### Provided information
/---

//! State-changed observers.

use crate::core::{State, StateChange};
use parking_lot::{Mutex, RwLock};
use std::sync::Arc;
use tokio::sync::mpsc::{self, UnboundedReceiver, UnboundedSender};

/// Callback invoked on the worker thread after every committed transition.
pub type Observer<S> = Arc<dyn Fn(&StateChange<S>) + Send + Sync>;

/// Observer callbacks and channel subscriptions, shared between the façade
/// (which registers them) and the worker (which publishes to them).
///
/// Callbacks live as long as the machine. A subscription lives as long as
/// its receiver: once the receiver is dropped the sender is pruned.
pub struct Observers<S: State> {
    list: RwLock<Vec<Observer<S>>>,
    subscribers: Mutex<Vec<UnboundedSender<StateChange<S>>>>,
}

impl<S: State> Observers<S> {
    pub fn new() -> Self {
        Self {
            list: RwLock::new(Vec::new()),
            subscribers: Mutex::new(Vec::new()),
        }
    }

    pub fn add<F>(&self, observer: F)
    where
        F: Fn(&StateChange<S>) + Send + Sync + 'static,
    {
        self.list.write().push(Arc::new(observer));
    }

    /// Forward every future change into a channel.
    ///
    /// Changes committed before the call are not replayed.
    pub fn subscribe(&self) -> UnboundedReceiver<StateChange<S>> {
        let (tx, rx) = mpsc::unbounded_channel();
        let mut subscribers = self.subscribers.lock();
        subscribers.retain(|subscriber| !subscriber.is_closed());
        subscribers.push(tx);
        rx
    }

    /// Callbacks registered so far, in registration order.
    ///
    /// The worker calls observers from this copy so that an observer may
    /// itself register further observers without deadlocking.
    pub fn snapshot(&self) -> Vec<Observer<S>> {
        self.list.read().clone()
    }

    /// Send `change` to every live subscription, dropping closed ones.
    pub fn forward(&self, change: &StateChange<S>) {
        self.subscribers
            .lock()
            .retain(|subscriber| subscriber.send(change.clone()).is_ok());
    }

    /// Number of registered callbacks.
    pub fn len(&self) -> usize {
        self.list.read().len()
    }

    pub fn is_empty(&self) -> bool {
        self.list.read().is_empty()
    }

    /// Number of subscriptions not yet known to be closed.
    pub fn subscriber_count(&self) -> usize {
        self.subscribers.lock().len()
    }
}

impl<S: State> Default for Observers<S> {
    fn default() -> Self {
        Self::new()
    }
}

\---
/---

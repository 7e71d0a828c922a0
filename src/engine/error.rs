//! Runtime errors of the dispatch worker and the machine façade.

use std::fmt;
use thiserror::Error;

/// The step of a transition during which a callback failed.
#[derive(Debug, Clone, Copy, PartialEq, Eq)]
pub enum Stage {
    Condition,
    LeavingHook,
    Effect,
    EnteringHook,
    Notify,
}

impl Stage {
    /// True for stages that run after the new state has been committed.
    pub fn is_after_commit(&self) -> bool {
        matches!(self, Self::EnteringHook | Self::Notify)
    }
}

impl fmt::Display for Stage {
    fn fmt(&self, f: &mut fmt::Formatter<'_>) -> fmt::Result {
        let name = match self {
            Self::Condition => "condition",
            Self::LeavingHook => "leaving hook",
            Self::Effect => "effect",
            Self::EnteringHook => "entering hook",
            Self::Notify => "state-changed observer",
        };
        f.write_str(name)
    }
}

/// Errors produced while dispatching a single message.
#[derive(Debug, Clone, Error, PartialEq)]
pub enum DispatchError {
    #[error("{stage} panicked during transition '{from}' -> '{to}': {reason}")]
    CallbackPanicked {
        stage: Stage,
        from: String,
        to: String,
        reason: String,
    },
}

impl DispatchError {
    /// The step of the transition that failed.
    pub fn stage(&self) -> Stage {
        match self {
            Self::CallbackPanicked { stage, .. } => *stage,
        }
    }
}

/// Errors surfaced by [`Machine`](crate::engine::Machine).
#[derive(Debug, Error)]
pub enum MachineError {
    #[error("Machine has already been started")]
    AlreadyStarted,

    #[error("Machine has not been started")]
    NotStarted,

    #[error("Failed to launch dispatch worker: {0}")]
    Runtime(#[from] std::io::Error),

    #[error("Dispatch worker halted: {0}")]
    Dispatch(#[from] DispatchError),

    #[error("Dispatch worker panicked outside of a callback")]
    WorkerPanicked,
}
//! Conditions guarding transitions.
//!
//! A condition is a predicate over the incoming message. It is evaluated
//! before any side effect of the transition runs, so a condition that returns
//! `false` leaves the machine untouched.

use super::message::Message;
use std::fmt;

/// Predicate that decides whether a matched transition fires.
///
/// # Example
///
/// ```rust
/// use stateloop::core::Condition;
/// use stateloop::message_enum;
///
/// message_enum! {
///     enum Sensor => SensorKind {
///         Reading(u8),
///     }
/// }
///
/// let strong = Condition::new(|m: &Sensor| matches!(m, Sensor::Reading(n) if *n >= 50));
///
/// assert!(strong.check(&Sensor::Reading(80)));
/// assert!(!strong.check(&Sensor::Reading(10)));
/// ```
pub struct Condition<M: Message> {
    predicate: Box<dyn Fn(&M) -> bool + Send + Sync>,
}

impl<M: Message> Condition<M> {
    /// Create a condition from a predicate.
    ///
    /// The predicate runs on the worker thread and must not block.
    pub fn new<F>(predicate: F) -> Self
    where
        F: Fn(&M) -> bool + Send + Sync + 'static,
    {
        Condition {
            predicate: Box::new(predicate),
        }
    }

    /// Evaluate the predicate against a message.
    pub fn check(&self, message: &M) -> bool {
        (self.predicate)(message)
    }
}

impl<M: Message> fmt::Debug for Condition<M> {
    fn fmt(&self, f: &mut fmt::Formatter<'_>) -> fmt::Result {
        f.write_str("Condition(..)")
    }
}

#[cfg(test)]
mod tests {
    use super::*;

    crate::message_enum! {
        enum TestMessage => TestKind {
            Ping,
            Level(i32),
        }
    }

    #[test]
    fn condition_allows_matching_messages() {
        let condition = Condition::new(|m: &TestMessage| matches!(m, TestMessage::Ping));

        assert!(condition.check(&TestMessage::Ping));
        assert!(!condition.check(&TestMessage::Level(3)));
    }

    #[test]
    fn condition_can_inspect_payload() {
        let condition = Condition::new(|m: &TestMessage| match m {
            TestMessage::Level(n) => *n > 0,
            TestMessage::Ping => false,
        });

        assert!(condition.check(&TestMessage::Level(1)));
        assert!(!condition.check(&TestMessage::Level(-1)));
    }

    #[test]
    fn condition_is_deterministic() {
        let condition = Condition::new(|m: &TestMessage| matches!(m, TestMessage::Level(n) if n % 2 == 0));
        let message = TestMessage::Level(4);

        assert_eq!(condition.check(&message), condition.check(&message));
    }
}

\---
/---

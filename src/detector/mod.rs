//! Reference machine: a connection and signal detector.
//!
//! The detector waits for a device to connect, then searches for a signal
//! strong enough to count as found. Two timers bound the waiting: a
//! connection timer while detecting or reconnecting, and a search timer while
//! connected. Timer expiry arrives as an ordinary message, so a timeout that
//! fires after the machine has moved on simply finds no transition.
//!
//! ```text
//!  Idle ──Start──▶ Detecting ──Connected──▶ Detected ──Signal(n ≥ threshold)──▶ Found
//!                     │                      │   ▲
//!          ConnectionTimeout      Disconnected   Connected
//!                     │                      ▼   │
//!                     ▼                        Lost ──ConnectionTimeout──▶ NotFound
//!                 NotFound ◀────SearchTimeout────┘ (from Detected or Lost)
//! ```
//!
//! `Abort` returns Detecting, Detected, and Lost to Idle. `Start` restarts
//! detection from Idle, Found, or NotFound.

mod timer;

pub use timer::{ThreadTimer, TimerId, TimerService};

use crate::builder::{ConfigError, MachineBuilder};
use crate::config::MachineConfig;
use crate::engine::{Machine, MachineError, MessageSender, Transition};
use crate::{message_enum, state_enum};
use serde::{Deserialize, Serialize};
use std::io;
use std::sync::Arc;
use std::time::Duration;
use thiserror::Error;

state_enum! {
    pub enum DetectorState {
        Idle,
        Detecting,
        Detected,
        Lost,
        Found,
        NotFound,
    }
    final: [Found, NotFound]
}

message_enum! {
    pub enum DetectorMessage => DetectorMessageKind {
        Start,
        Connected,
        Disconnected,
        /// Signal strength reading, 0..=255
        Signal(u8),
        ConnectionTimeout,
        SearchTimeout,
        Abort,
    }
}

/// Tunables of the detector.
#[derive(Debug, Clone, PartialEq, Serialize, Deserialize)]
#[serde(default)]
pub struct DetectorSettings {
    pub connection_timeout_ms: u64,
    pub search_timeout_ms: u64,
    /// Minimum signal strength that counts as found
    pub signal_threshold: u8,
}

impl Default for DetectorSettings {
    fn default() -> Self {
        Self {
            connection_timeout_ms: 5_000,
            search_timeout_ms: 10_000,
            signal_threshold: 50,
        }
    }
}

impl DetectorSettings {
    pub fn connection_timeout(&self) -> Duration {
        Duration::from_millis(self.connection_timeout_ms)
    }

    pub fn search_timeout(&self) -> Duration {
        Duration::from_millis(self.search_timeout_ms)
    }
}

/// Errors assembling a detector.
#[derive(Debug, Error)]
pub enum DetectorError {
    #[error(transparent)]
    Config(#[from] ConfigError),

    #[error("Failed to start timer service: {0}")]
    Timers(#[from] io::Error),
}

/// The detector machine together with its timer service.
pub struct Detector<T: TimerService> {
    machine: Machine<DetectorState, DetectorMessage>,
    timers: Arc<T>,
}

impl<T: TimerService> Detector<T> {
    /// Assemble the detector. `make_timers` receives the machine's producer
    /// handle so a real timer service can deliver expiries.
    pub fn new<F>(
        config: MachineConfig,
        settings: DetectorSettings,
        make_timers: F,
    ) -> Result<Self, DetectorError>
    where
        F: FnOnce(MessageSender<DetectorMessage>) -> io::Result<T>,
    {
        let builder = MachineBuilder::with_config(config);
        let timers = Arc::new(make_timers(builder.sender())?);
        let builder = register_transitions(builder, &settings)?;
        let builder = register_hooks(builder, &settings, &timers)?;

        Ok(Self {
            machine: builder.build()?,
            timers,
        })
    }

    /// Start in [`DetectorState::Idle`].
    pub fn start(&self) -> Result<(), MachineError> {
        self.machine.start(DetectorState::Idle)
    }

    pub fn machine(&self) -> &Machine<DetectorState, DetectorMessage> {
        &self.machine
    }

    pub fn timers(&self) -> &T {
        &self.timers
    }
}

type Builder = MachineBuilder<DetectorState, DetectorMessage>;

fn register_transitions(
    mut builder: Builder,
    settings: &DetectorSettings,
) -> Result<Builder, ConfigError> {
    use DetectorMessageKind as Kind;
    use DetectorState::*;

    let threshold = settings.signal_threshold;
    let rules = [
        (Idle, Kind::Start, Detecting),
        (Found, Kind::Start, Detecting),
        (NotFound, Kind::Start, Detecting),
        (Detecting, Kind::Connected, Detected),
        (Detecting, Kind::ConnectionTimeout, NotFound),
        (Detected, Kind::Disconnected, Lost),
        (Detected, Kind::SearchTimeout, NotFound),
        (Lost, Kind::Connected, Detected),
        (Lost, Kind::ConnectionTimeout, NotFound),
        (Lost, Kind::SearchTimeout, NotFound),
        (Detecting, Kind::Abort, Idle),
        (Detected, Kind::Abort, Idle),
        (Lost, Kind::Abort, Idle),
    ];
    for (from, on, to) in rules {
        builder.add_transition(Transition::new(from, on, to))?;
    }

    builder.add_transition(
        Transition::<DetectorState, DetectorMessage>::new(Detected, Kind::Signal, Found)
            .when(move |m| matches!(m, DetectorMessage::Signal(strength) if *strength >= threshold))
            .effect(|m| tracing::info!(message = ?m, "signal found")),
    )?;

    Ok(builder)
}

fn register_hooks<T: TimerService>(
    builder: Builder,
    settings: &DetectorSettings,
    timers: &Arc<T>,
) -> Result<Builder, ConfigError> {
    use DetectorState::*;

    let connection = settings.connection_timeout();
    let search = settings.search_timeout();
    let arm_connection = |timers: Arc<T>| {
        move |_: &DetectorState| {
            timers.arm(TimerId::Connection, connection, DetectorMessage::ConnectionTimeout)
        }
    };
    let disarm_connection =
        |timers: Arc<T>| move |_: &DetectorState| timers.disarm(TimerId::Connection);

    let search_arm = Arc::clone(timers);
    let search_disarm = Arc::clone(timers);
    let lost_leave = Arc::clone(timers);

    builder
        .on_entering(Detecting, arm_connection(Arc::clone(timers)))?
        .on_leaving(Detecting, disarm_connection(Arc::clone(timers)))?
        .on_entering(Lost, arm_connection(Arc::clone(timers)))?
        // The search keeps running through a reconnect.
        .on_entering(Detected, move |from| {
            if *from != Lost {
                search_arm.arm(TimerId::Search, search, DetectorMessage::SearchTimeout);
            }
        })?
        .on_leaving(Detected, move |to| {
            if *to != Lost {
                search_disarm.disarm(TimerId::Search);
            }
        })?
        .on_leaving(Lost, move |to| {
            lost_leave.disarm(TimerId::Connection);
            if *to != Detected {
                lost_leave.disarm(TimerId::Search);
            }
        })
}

\---

### Prompt
Each line in the records above that contains the word "reason" must be copied.

### Written solution
    #[error("{stage} panicked during transition '{from}' -> '{to}': {reason}")]
        reason: String,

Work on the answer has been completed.